### [SOURCE DATA]
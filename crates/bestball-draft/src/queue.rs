// Autodraft queue management.
//
// A queue is owned by one participant in one room and is only written by
// that participant's own requests. Entries for players drafted by someone
// else are left in place and skipped when the queue is consumed.

use std::collections::HashSet;
use std::sync::Arc;

use thiserror::Error;
use tracing::debug;

use crate::model::QueueEntry;
use crate::pool::PlayerPool;
use crate::store::{DraftStore, StoreError};

#[derive(Debug, Error)]
pub enum QueueError {
    #[error("room {0} not found")]
    RoomNotFound(String),

    #[error("participant {0} is not in this room")]
    UnknownParticipant(String),

    #[error("player {0} is not in the player pool")]
    UnknownPlayer(String),

    #[error("store failure: {0}")]
    Store(StoreError),
}

impl From<StoreError> for QueueError {
    fn from(e: StoreError) -> Self {
        match e {
            StoreError::RoomNotFound(id) => QueueError::RoomNotFound(id),
            other => QueueError::Store(other),
        }
    }
}

pub struct QueueManager {
    store: Arc<dyn DraftStore>,
    pool: Arc<dyn PlayerPool>,
}

impl QueueManager {
    pub fn new(store: Arc<dyn DraftStore>, pool: Arc<dyn PlayerPool>) -> Self {
        QueueManager { store, pool }
    }

    /// Replace the participant's queue. Duplicate ids keep their first
    /// position; ids missing from the pool are rejected.
    pub async fn set_queue(
        &self,
        room_id: &str,
        participant_id: &str,
        player_ids: Vec<String>,
    ) -> Result<QueueEntry, QueueError> {
        self.check_participant(room_id, participant_id).await?;

        let mut seen = HashSet::new();
        let mut ordered = Vec::with_capacity(player_ids.len());
        for id in player_ids {
            if self.pool.get_player(&id).is_none() {
                return Err(QueueError::UnknownPlayer(id));
            }
            if seen.insert(id.clone()) {
                ordered.push(id);
            }
        }

        let entry = QueueEntry {
            participant_id: participant_id.to_string(),
            player_ids: ordered,
        };
        self.store.save_queue(room_id, &entry).await?;
        debug!(
            "queue set: room={} participant={} entries={}",
            room_id,
            participant_id,
            entry.player_ids.len()
        );
        Ok(entry)
    }

    /// Drop one player from the queue. Removing a player that is not queued
    /// is a no-op.
    pub async fn remove_from_queue(
        &self,
        room_id: &str,
        participant_id: &str,
        player_id: &str,
    ) -> Result<QueueEntry, QueueError> {
        self.check_participant(room_id, participant_id).await?;

        let mut entry = self.store.load_queue(room_id, participant_id).await?;
        let before = entry.player_ids.len();
        entry.player_ids.retain(|id| id != player_id);
        if entry.player_ids.len() != before {
            self.store.save_queue(room_id, &entry).await?;
        }
        Ok(entry)
    }

    pub async fn get_queue(
        &self,
        room_id: &str,
        participant_id: &str,
    ) -> Result<QueueEntry, QueueError> {
        self.check_participant(room_id, participant_id).await?;
        Ok(self.store.load_queue(room_id, participant_id).await?)
    }

    async fn check_participant(&self, room_id: &str, participant_id: &str) -> Result<(), QueueError> {
        let snapshot = self.store.load_room(room_id).await?;
        if snapshot.room.participant(participant_id).is_none() {
            return Err(QueueError::UnknownParticipant(participant_id.to_string()));
        }
        Ok(())
    }
}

### [YOUR INSTRUCTIONS]
Please write out the records from above, keeping every line exact.

### [SOLVED EXERCISE]
filename crates/bestball-draft/src/queue.rs
// Autodraft queue management.
//
// A queue is owned by one participant in one room and is only written by
// that participant's own requests. Entries for players drafted by someone
// else are left in place and skipped when the queue is consumed.

use std::collections::HashSet;
use std::sync::Arc;

use thiserror::Error;
use tracing::debug;

use crate::model::QueueEntry;
use crate::pool::PlayerPool;
use crate::store::{DraftStore, StoreError};

#[derive(Debug, Error)]
pub enum QueueError {
    #[error("room {0} not found")]
    RoomNotFound(String),

    #[error("participant {0} is not in this room")]
    UnknownParticipant(String),

    #[error("player {0} is not in the player pool")]
    UnknownPlayer(String),

    #[error("store failure: {0}")]
    Store(StoreError),
}

impl From<StoreError> for QueueError {
    fn from(e: StoreError) -> Self {
        match e {
            StoreError::RoomNotFound(id) => QueueError::RoomNotFound(id),
            other => QueueError::Store(other),
        }
    }
}

pub struct QueueManager {
    store: Arc<dyn DraftStore>,
    pool: Arc<dyn PlayerPool>,
}

impl QueueManager {
    pub fn new(store: Arc<dyn DraftStore>, pool: Arc<dyn PlayerPool>) -> Self {
        QueueManager { store, pool }
    }

    /// Replace the participant's queue. Duplicate ids keep their first
    /// position; ids missing from the pool are rejected.
    pub async fn set_queue(
        &self,
        room_id: &str,
        participant_id: &str,
        player_ids: Vec<String>,
    ) -> Result<QueueEntry, QueueError> {
        self.check_participant(room_id, participant_id).await?;

        let mut seen = HashSet::new();
        let mut ordered = Vec::with_capacity(player_ids.len());
        for id in player_ids {
            if self.pool.get_player(&id).is_none() {
                return Err(QueueError::UnknownPlayer(id));
            }
            if seen.insert(id.clone()) {
                ordered.push(id);
            }
        }

        let entry = QueueEntry {
            participant_id: participant_id.to_string(),
            player_ids: ordered,
        };
        self.store.save_queue(room_id, &entry).await?;
        debug!(
            "queue set: room={} participant={} entries={}",
            room_id,
            participant_id,
            entry.player_ids.len()
        );
        Ok(entry)
    }

    /// Drop one player from the queue. Removing a player that is not queued
    /// is a no-op.
    pub async fn remove_from_queue(
        &self,
        room_id: &str,
        participant_id: &str,
        player_id: &str,
    ) -> Result<QueueEntry, QueueError> {
        self.check_participant(room_id, participant_id).await?;

        let mut entry = self.store.load_queue(room_id, participant_id).await?;
        let before = entry.player_ids.len();
        entry.player_ids.retain(|id| id != player_id);
        if entry.player_ids.len() != before {
            self.store.save_queue(room_id, &entry).await?;
        }
        Ok(entry)
    }

    pub async fn get_queue(
        &self,
        room_id: &str,
        participant_id: &str,
    ) -> Result<QueueEntry, QueueError> {
        self.check_participant(room_id, participant_id).await?;
        Ok(self.store.load_queue(room_id, participant_id).await?)
    }

    async fn check_participant(&self, room_id: &str, participant_id: &str) -> Result<(), QueueError> {
        let snapshot = self.store.load_room(room_id).await?;
        if snapshot.room.participant(participant_id).is_none() {
            return Err(QueueError::UnknownParticipant(participant_id.to_string()));
        }
        Ok(())
    }
}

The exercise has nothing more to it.